Mit etwas Glück könnte man diese doch lösen, die GPU-spezifische Halterung sowie die dazugehörigen Schrauben demontieren und vice versa wieder montieren.

Also die H110 bestellt und ein schönes neues Gehäuse obendrein.

Nach dem Auspacken habe ich, ahnend, dass diese Schrauben die Pumpe abdichten, Deckel und Kupferplatte vorsichtig mit Schraubklemmen fixiert! und den Radiator tiefer als die Pumpe gelegt. Ansonsten könnte es tropfen.
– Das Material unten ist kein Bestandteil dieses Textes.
//! Cross-validation strategy.
//!
//! For each candidate state count `k`, the item's sequences are split into
//! deterministic folds; the model is fitted on each fold's training
//! sequences and scored on the held-out ones. The candidate's criterion is
//! the mean held-out log-likelihood over the folds that survived (a fold
//! whose fit or score fails is excluded, never zero-substituted).
//!
//! The folds only pick the count: the returned model is refit on the
//! complete item data as an explicit final step. Train/test observation
//! sets are built as fresh values per fold; the selector's stored data is
//! never touched.

use crate::domain::{CandidateScore, SkippedCandidate};
use crate::error::SelectionError;
use crate::math::mean;
use crate::select::folds::kfold;
use crate::select::selector::{SelectionOutcome, Selector};

/// Upper bound on the fold count; fewer sequences clamp it down.
const MAX_FOLDS: usize = 3;

pub(crate) fn select(sel: &Selector) -> Result<SelectionOutcome, SelectionError> {
    let n_sequences = sel.data.n_sequences();

    // Held-out scoring needs at least one training and one held-out
    // sequence, so fewer than 2 sequences is degenerate. Resolved here,
    // before any splitting or fitting is attempted.
    if n_sequences < 2 {
        return Err(SelectionError::DegenerateCrossValidation {
            n_sequences,
            n_folds: MAX_FOLDS.min(n_sequences),
        });
    }
    let folds = kfold(n_sequences, MAX_FOLDS.min(n_sequences))?;

    let mut ranked: Vec<CandidateScore> = Vec::new();
    let mut skipped: Vec<SkippedCandidate> = Vec::new();

    for k in sel.candidate_range() {
        let mut fold_scores = Vec::with_capacity(folds.len());
        for (fold_idx, fold) in folds.iter().enumerate() {
            let train = sel.data.combine(&fold.train)?;
            let held_out = sel.data.combine(&fold.test)?;

            let Ok(model) = sel.fit_candidate(&train, k) else {
                continue;
            };
            match model.score(&held_out) {
                Ok(score) if score.is_finite() => {
                    if sel.config.verbose {
                        eprintln!(
                            "{}: {k} states, fold {fold_idx}: held-out logL {score:.3}",
                            sel.data.item()
                        );
                    }
                    fold_scores.push(score);
                }
                _ => {}
            }
        }

        let Some(avg) = mean(&fold_scores) else {
            skipped.push(SkippedCandidate {
                num_states: k,
                reason: "no fold produced a usable score".to_string(),
            });
            continue;
        };
        if sel.config.verbose {
            eprintln!(
                "{}: {k} states, mean held-out logL {avg:.3} over {} fold(s)",
                sel.data.item(),
                fold_scores.len()
            );
        }
        ranked.push(CandidateScore {
            num_states: k,
            score: avg,
        });
    }

    if ranked.is_empty() {
        return Err(sel.no_viable(format!(
            "every candidate in {}..={} failed to fit or score",
            sel.config.min_states, sel.config.max_states
        )));
    }

    // Candidate-order score table for the outcome, before ranking.
    let scores = ranked.clone();

    // Refit on the full item data, best mean first. Stable sort keeps
    // ascending state-count order among equal means, so ties resolve toward
    // the smaller count. If the best count fails to refit, the next
    // surviving candidate is tried; the folds never produce the returned
    // model.
    ranked.sort_by(|a, b| {
        b.score
            .partial_cmp(&a.score)
            .unwrap_or(std::cmp::Ordering::Equal)
    });
    for candidate in ranked {
        match sel.fit_candidate(sel.data.combined(), candidate.num_states) {
            Ok(model) => {
                return Ok(SelectionOutcome {
                    model,
                    num_states: candidate.num_states,
                    scores,
                    skipped,
                });
            }
            Err(err) => skipped.push(SkippedCandidate {
                num_states: candidate.num_states,
                reason: format!("full-data refit failed: {err}"),
            }),
        }
    }

    Err(sel.no_viable("no surviving candidate could be refit on the full data"))
}
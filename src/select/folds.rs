//! Deterministic k-fold splitting over sequence indices.
//!
//! No shuffling: folds are contiguous index blocks, so a given
//! (sequence count, fold count) pair always produces the same partition.

use crate::error::SelectionError;

/// One train/test partition of sequence indices.
#[derive(Debug, Clone, PartialEq, Eq)]
pub struct Fold {
    pub train: Vec<usize>,
    pub test: Vec<usize>,
}

/// Partition `0..n_items` into `n_folds` train/test folds.
///
/// The first `n_items % n_folds` folds receive one extra test index; every
/// index appears exactly once as a test index across the returned folds.
/// Requires `2 <= n_folds <= n_items`; anything else is degenerate and is
/// rejected before any splitting.
pub fn kfold(n_items: usize, n_folds: usize) -> Result<Vec<Fold>, SelectionError> {
    if n_folds < 2 || n_folds > n_items {
        return Err(SelectionError::DegenerateCrossValidation {
            n_sequences: n_items,
            n_folds,
        });
    }

    let base = n_items / n_folds;
    let extra = n_items % n_folds;

    let mut folds = Vec::with_capacity(n_folds);
    let mut start = 0;
    for f in 0..n_folds {
        let size = base + usize::from(f < extra);
        let test: Vec<usize> = (start..start + size).collect();
        let train: Vec<usize> = (0..start).chain(start + size..n_items).collect();
        folds.push(Fold { train, test });
        start += size;
    }
    Ok(folds)
}
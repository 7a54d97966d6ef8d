//! Constant-count strategy.
//!
//! Fits the one configured state count on the full item data and returns
//! it. No scoring, no comparison; the count is not derived from the
//! candidate range. A fit failure propagates; there is no retry with a
//! different count.

use crate::error::SelectionError;
use crate::select::selector::{SelectionOutcome, Selector};

pub(crate) fn select(
    sel: &Selector,
    num_states: usize,
) -> Result<SelectionOutcome, SelectionError> {
    match sel.fit_candidate(sel.data.combined(), num_states) {
        Ok(model) => Ok(SelectionOutcome {
            model,
            num_states,
            scores: Vec::new(),
            skipped: Vec::new(),
        }),
        Err(err) => Err(sel.no_viable(format!("fit failed for fixed count {num_states}: {err}"))),
    }
}
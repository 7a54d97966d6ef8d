//! Diagonal-covariance Gaussian HMM engine.
//!
//! A complete implementation of the fitting capability consumed by the
//! selection strategies:
//!
//! - log-space forward algorithm for scoring (`model`)
//! - Baum–Welch (EM) fitting over multi-sequence input (`train`)
//!
//! The selection core only ever sees this through the `models` traits.

pub mod gaussian;
pub mod model;
pub mod train;

pub use gaussian::*;
pub use model::*;
pub use train::*;
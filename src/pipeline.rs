//! Vocabulary-level selection pipeline.
//!
//! Distinct vocabulary items are fully independent, so they run in
//! parallel: each item gets its own selector instance and (for DIC) its own
//! rival pool, and no mutable state crosses item boundaries. Per-item
//! failures land in that item's entry; they never abort the run.

use rayon::prelude::*;
use serde::{Deserialize, Serialize};

use crate::domain::{CandidateScore, Observations, SequenceSet, SkippedCandidate};
use crate::error::SelectionError;
use crate::models::FitEngine;
use crate::select::{SelectionOutcome, Selector, SelectorConfig, Strategy};

/// An ordered vocabulary with unique item names.
#[derive(Debug, Clone)]
pub struct Vocabulary {
    items: Vec<SequenceSet>,
}

impl Vocabulary {
    pub fn new(items: Vec<SequenceSet>) -> Result<Self, SelectionError> {
        for (i, a) in items.iter().enumerate() {
            if items[..i].iter().any(|b| b.item() == a.item()) {
                return Err(SelectionError::InvalidData(format!(
                    "Duplicate vocabulary item '{}'.",
                    a.item()
                )));
            }
        }
        Ok(Self { items })
    }

    pub fn items(&self) -> &[SequenceSet] {
        &self.items
    }

    pub fn get(&self, item: &str) -> Option<&SequenceSet> {
        self.items.iter().find(|s| s.item() == item)
    }

    pub fn len(&self) -> usize {
        self.items.len()
    }

    pub fn is_empty(&self) -> bool {
        self.items.is_empty()
    }
}

/// One item's result within a vocabulary run.
#[derive(Debug)]
pub struct ItemSelection {
    pub item: String,
    pub outcome: Result<SelectionOutcome, SelectionError>,
}

impl ItemSelection {
    /// Flatten into a serializable report row.
    pub fn report(&self, strategy: Strategy) -> SelectionReport {
        match &self.outcome {
            Ok(outcome) => SelectionReport {
                item: self.item.clone(),
                strategy,
                chosen_states: Some(outcome.num_states),
                scores: outcome.scores.clone(),
                skipped: outcome.skipped.clone(),
                error: None,
            },
            Err(err) => SelectionReport {
                item: self.item.clone(),
                strategy,
                chosen_states: None,
                scores: Vec::new(),
                skipped: Vec::new(),
                error: Some(err.to_string()),
            },
        }
    }
}

/// Serializable summary of one item's selection run (for JSON/CSV export by
/// surrounding tooling).
#[derive(Debug, Clone, Serialize, Deserialize)]
pub struct SelectionReport {
    pub item: String,
    pub strategy: Strategy,
    pub chosen_states: Option<usize>,
    pub scores: Vec<CandidateScore>,
    pub skipped: Vec<SkippedCandidate>,
    pub error: Option<String>,
}

/// Run selection for every item in the vocabulary, in parallel.
pub fn run_selection(
    vocab: &Vocabulary,
    engine: &dyn FitEngine,
    config: &SelectorConfig,
) -> Vec<ItemSelection> {
    vocab
        .items
        .par_iter()
        .map(|set| {
            // Only DIC contrasts against the rest of the vocabulary; skip
            // the pooling for the other strategies.
            let rivals: Vec<Observations> = if matches!(config.strategy, Strategy::Dic) {
                vocab
                    .items
                    .iter()
                    .filter(|other| other.item() != set.item())
                    .map(|other| other.combined().clone())
                    .collect()
            } else {
                Vec::new()
            };

            let selector = Selector::new(set, &rivals, engine, config.clone());
            ItemSelection {
                item: set.item().to_string(),
                outcome: selector.select(),
            }
        })
        .collect()
}
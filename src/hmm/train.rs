//! Baum–Welch (EM) fitting for diagonal-covariance Gaussian HMMs.
//!
//! Each iteration runs a log-space forward/backward pass per sequence,
//! pools the expected-count accumulators across sequences, then re-estimates
//! start/transition/emission parameters. Fitting stops when the
//! log-likelihood gain drops below the tolerance or the iteration budget is
//! exhausted; running out of budget is a best-effort success, recorded on
//! the model, never an error.
//!
//! Initialization is fully seeded: the same seed and observations produce
//! the same model.

use nalgebra::{DMatrix, DVector};
use rand::prelude::*;
use rand::rngs::StdRng;

use crate::domain::Observations;
use crate::error::FitError;
use crate::hmm::model::GaussianHmm;
use crate::math::{log_sum_exp, log_sum_exp_slice};
use crate::models::{FitEngine, FitOptions, SequenceModel};

/// Floor applied to diagonal variances so emission densities stay proper.
const VAR_FLOOR: f64 = 1e-3;

/// Smallest expected-count mass for which a parameter update is applied;
/// below this the previous value is kept (state effectively unvisited).
const MIN_OCCUPANCY: f64 = 1e-12;

/// The bundled fitting engine.
#[derive(Debug, Clone, Copy, Default)]
pub struct GaussianHmmEngine;

impl FitEngine for GaussianHmmEngine {
    fn fit(
        &self,
        obs: &Observations,
        num_states: usize,
        opts: &FitOptions,
    ) -> Result<Box<dyn SequenceModel>, FitError> {
        Ok(Box::new(fit_gaussian_hmm(obs, num_states, opts)?))
    }
}

/// Fit a Gaussian HMM with `num_states` hidden states.
pub fn fit_gaussian_hmm(
    obs: &Observations,
    num_states: usize,
    opts: &FitOptions,
) -> Result<GaussianHmm, FitError> {
    if num_states == 0 {
        return Err(FitError::new("State count must be > 0."));
    }
    if opts.max_iters == 0 {
        return Err(FitError::new("Iteration budget must be > 0."));
    }
    if obs.is_empty() {
        return Err(FitError::new("No observations to fit."));
    }
    if obs.n_frames() < num_states {
        return Err(FitError::new(format!(
            "Insufficient data: {} frame(s) for {} states.",
            obs.n_frames(),
            num_states
        )));
    }
    if obs.frames().iter().flatten().any(|v| !v.is_finite()) {
        return Err(FitError::new("Non-finite value in observations."));
    }

    let mut model = init_model(obs, num_states, opts.seed);
    let mut prev_ll = f64::NEG_INFINITY;

    for _ in 0..opts.max_iters {
        let stats = accumulate_stats(&model, obs)?;
        model.train_log_likelihood = stats.log_likelihood;

        if prev_ll.is_finite() && (stats.log_likelihood - prev_ll).abs() < opts.tolerance {
            model.converged = true;
            break;
        }
        prev_ll = stats.log_likelihood;
        apply_update(&mut model, &stats);
    }

    Ok(model)
}

/// Seeded initial parameters.
///
/// - uniform start distribution
/// - diagonally dominant transition rows with seeded jitter
/// - means via farthest-point selection over data frames (seeded first pick)
/// - variances set to the global per-feature variance, floored
fn init_model(obs: &Observations, num_states: usize, seed: u64) -> GaussianHmm {
    let mut rng = StdRng::seed_from_u64(seed);
    let n = num_states;

    let start = DVector::from_element(n, 1.0 / n as f64);

    let mut trans = DMatrix::zeros(n, n);
    for i in 0..n {
        for j in 0..n {
            trans[(i, j)] = if i == j {
                0.8 + 0.15 * rng.r#gen::<f64>()
            } else {
                0.01 + 0.1 * rng.r#gen::<f64>()
            };
        }
        let row_sum: f64 = trans.row(i).sum();
        for j in 0..n {
            trans[(i, j)] /= row_sum;
        }
    }

    let means: Vec<DVector<f64>> = farthest_point_means(obs, n, &mut rng)
        .into_iter()
        .map(|idx| DVector::from_column_slice(&obs.frames()[idx]))
        .collect();

    let global = DVector::from_vec(global_variance(obs));
    let vars = vec![global; n];

    GaussianHmm {
        start,
        trans,
        means,
        vars,
        converged: false,
        train_log_likelihood: f64::NEG_INFINITY,
        n_train_sequences: obs.n_sequences(),
    }
}

/// Indices of `n` data frames to use as initial means: a seeded random
/// first pick, then greedily the frame farthest from the means chosen so
/// far. Spreads the initial emissions across the data regardless of how
/// the frames are ordered.
fn farthest_point_means(obs: &Observations, n: usize, rng: &mut StdRng) -> Vec<usize> {
    let frames = obs.frames();
    let first = rng.gen_range(0..frames.len());
    let mut chosen = vec![first];
    let mut min_dist: Vec<f64> = frames.iter().map(|f| sq_dist(f, &frames[first])).collect();

    while chosen.len() < n {
        let mut next = 0;
        for (i, &d) in min_dist.iter().enumerate() {
            if d > min_dist[next] {
                next = i;
            }
        }
        chosen.push(next);
        for (i, f) in frames.iter().enumerate() {
            let d = sq_dist(f, &frames[next]);
            if d < min_dist[i] {
                min_dist[i] = d;
            }
        }
    }
    chosen
}

fn sq_dist(a: &[f64], b: &[f64]) -> f64 {
    a.iter()
        .zip(b)
        .map(|(x, y)| {
            let d = x - y;
            d * d
        })
        .sum()
}

fn global_variance(obs: &Observations) -> Vec<f64> {
    let f = obs.n_features();
    let n = obs.n_frames() as f64;

    let mut mean = vec![0.0; f];
    for frame in obs.frames() {
        for (acc, v) in mean.iter_mut().zip(frame) {
            *acc += v;
        }
    }
    for m in &mut mean {
        *m /= n;
    }

    let mut var = vec![0.0; f];
    for frame in obs.frames() {
        for (acc, (v, m)) in var.iter_mut().zip(frame.iter().zip(&mean)) {
            let d = v - m;
            *acc += d * d;
        }
    }
    for v in &mut var {
        *v = (*v / n).max(VAR_FLOOR);
    }
    var
}

/// Pooled expected counts from one E-step over all sequences.
struct EStats {
    log_likelihood: f64,
    /// Expected count of starting in each state.
    start_acc: DVector<f64>,
    /// Expected transition counts.
    trans_num: DMatrix<f64>,
    /// Total state occupancy over all frames.
    occupancy: DVector<f64>,
    /// Occupancy-weighted sums of frames, per state.
    mean_num: Vec<DVector<f64>>,
    /// Occupancy-weighted sums of squared frames, per state.
    sq_num: Vec<DVector<f64>>,
}

fn accumulate_stats(model: &GaussianHmm, obs: &Observations) -> Result<EStats, FitError> {
    let n = model.n_states();
    let f = model.n_features();
    let start_log = model.start.map(f64::ln);
    let trans_log = model.trans.map(f64::ln);

    let mut stats = EStats {
        log_likelihood: 0.0,
        start_acc: DVector::zeros(n),
        trans_num: DMatrix::zeros(n, n),
        occupancy: DVector::zeros(n),
        mean_num: vec![DVector::zeros(f); n],
        sq_num: vec![DVector::zeros(f); n],
    };

    for frames in obs.sequence_slices() {
        let t_len = frames.len();
        let log_b: Vec<Vec<f64>> = frames
            .iter()
            .map(|frame| (0..n).map(|j| model.emission_log(j, frame)).collect())
            .collect();

        let alpha = forward(&start_log, &trans_log, &log_b);
        let seq_ll = log_sum_exp_slice(&alpha[t_len - 1]);
        if !seq_ll.is_finite() {
            return Err(FitError::new(
                "Non-finite sequence likelihood during fitting.",
            ));
        }
        let beta = backward(&trans_log, &log_b);

        for t in 0..t_len {
            for j in 0..n {
                let gamma = (alpha[t][j] + beta[t][j] - seq_ll).exp();
                if t == 0 {
                    stats.start_acc[j] += gamma;
                }
                stats.occupancy[j] += gamma;
                for (k, &x) in frames[t].iter().enumerate() {
                    stats.mean_num[j][k] += gamma * x;
                    stats.sq_num[j][k] += gamma * x * x;
                }
            }
        }
        for t in 0..t_len.saturating_sub(1) {
            for i in 0..n {
                for j in 0..n {
                    let xi = (alpha[t][i]
                        + trans_log[(i, j)]
                        + log_b[t + 1][j]
                        + beta[t + 1][j]
                        - seq_ll)
                        .exp();
                    stats.trans_num[(i, j)] += xi;
                }
            }
        }

        stats.log_likelihood += seq_ll;
    }

    Ok(stats)
}

fn forward(
    start_log: &DVector<f64>,
    trans_log: &DMatrix<f64>,
    log_b: &[Vec<f64>],
) -> Vec<Vec<f64>> {
    let n = start_log.len();
    let t_len = log_b.len();
    let mut alpha = vec![vec![f64::NEG_INFINITY; n]; t_len];

    for j in 0..n {
        alpha[0][j] = start_log[j] + log_b[0][j];
    }
    for t in 1..t_len {
        for j in 0..n {
            let mut acc = f64::NEG_INFINITY;
            for i in 0..n {
                acc = log_sum_exp(acc, alpha[t - 1][i] + trans_log[(i, j)]);
            }
            alpha[t][j] = acc + log_b[t][j];
        }
    }
    alpha
}

fn backward(trans_log: &DMatrix<f64>, log_b: &[Vec<f64>]) -> Vec<Vec<f64>> {
    let n = trans_log.nrows();
    let t_len = log_b.len();
    // β_{T-1} = ln 1 = 0
    let mut beta = vec![vec![0.0; n]; t_len];

    for t in (0..t_len.saturating_sub(1)).rev() {
        for i in 0..n {
            let mut acc = f64::NEG_INFINITY;
            for j in 0..n {
                acc = log_sum_exp(acc, trans_log[(i, j)] + log_b[t + 1][j] + beta[t + 1][j]);
            }
            beta[t][i] = acc;
        }
    }
    beta
}

fn apply_update(model: &mut GaussianHmm, stats: &EStats) {
    let n = model.n_states();
    let f = model.n_features();

    let start_total: f64 = stats.start_acc.sum();
    if start_total > MIN_OCCUPANCY {
        for j in 0..n {
            model.start[j] = stats.start_acc[j] / start_total;
        }
    }

    for i in 0..n {
        let row_sum: f64 = stats.trans_num.row(i).sum();
        if row_sum > MIN_OCCUPANCY {
            for j in 0..n {
                model.trans[(i, j)] = stats.trans_num[(i, j)] / row_sum;
            }
        }
    }

    for j in 0..n {
        let occ = stats.occupancy[j];
        if occ <= MIN_OCCUPANCY {
            continue;
        }
        for k in 0..f {
            let mean = stats.mean_num[j][k] / occ;
            let var = (stats.sq_num[j][k] / occ - mean * mean).max(VAR_FLOOR);
            model.means[j][k] = mean;
            model.vars[j][k] = var;
        }
    }
}

#[cfg(test)]
mod tests {
    use super::*;
    use crate::domain::Sequence;

    /// Two well-separated 1-D clusters: half the frames near 0, half near 10.
    fn bimodal_obs(n_sequences: usize) -> Observations {
        let offsets = [-0.1, 0.0, 0.1];
        let sequences: Vec<Sequence> = (0..n_sequences)
            .map(|s| {
                let mut frames = Vec::new();
                for (i, &o) in offsets.iter().enumerate() {
                    frames.push(vec![o + 0.01 * (s + i) as f64]);
                }
                for (i, &o) in offsets.iter().enumerate() {
                    frames.push(vec![10.0 + o + 0.01 * (s + i) as f64]);
                }
                Sequence::new(frames)
            })
            .collect();
        Observations::from_sequences(&sequences).unwrap()
    }

    #[test]
    fn fit_is_deterministic_for_a_fixed_seed() {
        let obs = bimodal_obs(3);
        let opts = FitOptions {
            max_iters: 50,
            tolerance: 1e-4,
            seed: 7,
        };

        let a = fit_gaussian_hmm(&obs, 2, &opts).unwrap();
        let b = fit_gaussian_hmm(&obs, 2, &opts).unwrap();

        let score_a = a.log_likelihood(&obs).unwrap();
        let score_b = b.log_likelihood(&obs).unwrap();
        assert_eq!(score_a, score_b);
        assert_eq!(a.train_log_likelihood(), b.train_log_likelihood());
    }

    #[test]
    fn two_states_beat_one_on_bimodal_data() {
        let obs = bimodal_obs(4);
        let opts = FitOptions {
            max_iters: 100,
            tolerance: 1e-4,
            seed: 3,
        };

        let one = fit_gaussian_hmm(&obs, 1, &opts).unwrap();
        let two = fit_gaussian_hmm(&obs, 2, &opts).unwrap();

        let ll_one = one.log_likelihood(&obs).unwrap();
        let ll_two = two.log_likelihood(&obs).unwrap();
        assert!(
            ll_two > ll_one + 1.0,
            "2-state fit should clearly beat 1-state on bimodal data: {ll_two} vs {ll_one}"
        );
    }

    #[test]
    fn fit_records_training_sequence_count() {
        let obs = bimodal_obs(5);
        let opts = FitOptions::default();
        let model = fit_gaussian_hmm(&obs, 2, &opts).unwrap();
        assert_eq!(model.n_train_sequences, 5);
    }

    #[test]
    fn fit_rejects_degenerate_requests() {
        let obs = bimodal_obs(1); // 6 frames
        let opts = FitOptions::default();

        assert!(fit_gaussian_hmm(&obs, 0, &opts).is_err());
        assert!(fit_gaussian_hmm(&obs, 7, &opts).is_err());

        let empty = Observations::new(Vec::new(), Vec::new()).unwrap();
        assert!(fit_gaussian_hmm(&empty, 2, &opts).is_err());
    }

    #[test]
    fn fit_rejects_non_finite_input() {
        let sequences = vec![Sequence::new(vec![vec![1.0], vec![f64::NAN]])];
        let obs = Observations::from_sequences(&sequences).unwrap();
        assert!(fit_gaussian_hmm(&obs, 1, &FitOptions::default()).is_err());
    }

    #[test]
    fn engine_boxes_the_same_model() {
        let obs = bimodal_obs(2);
        let opts = FitOptions {
            max_iters: 20,
            tolerance: 1e-3,
            seed: 11,
        };

        let direct = fit_gaussian_hmm(&obs, 2, &opts).unwrap();
        let boxed = GaussianHmmEngine.fit(&obs, 2, &opts).unwrap();

        assert_eq!(boxed.n_states(), 2);
        assert_eq!(
            boxed.score(&obs).unwrap(),
            direct.log_likelihood(&obs).unwrap()
        );
    }
}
Dann die Schrauben rundherum gelöst, das Halteblech des Hybrid II mitsamt der längereren Schrauben entfernt und habe es an der H110 angebracht.




			Dieser Inhalt steht nur eingeloggten Mitgliedern zur Verfügung.
        




			Dieser Inhalt steht nur eingeloggten Mitgliedern zur Verfügung.
        



Nach dem Tausch der beiden ging es an den Einbau. Auf der GPU kein Problem, nur die kürzeren Schläuche könnten bei großen Gehäusen Probleme machen, also vorher ausmessen. Da ich jedoch den 120er Radi zur CPU Kühlung nutzen wolte musste er an seinen Platz gefrimelt werden wozu eine der Schrauben der Halterung ihren Plastikmantel los wurde.

Das Ergebnis ist überragend und hat mich überrascht.

Hier eine Übersicht der Temperaturverläufe:

Kühler                                    |Lüfter                         | Drehzahl                   [MHz] | Core-Temp                     [°C] | VRM 1 Temp      [°C]
-------------------------------------------------------------------------------------------------------------------------------------------------
Windforce 3X                           3x 90mm                     1040                                                    93                                                 97
Hybrid II (120mm)               2x 120mm                    1175                                                    86                                                 81
H110 (280mm)                      2x 140mm                    1175                                                    56                                                 77

Damit ist der Hybrid II 8,2% kühler und die H110 66% kühler als der Windforce!
Mit etwas Bastelarbeit und Vorsicht ein super Ergebnis.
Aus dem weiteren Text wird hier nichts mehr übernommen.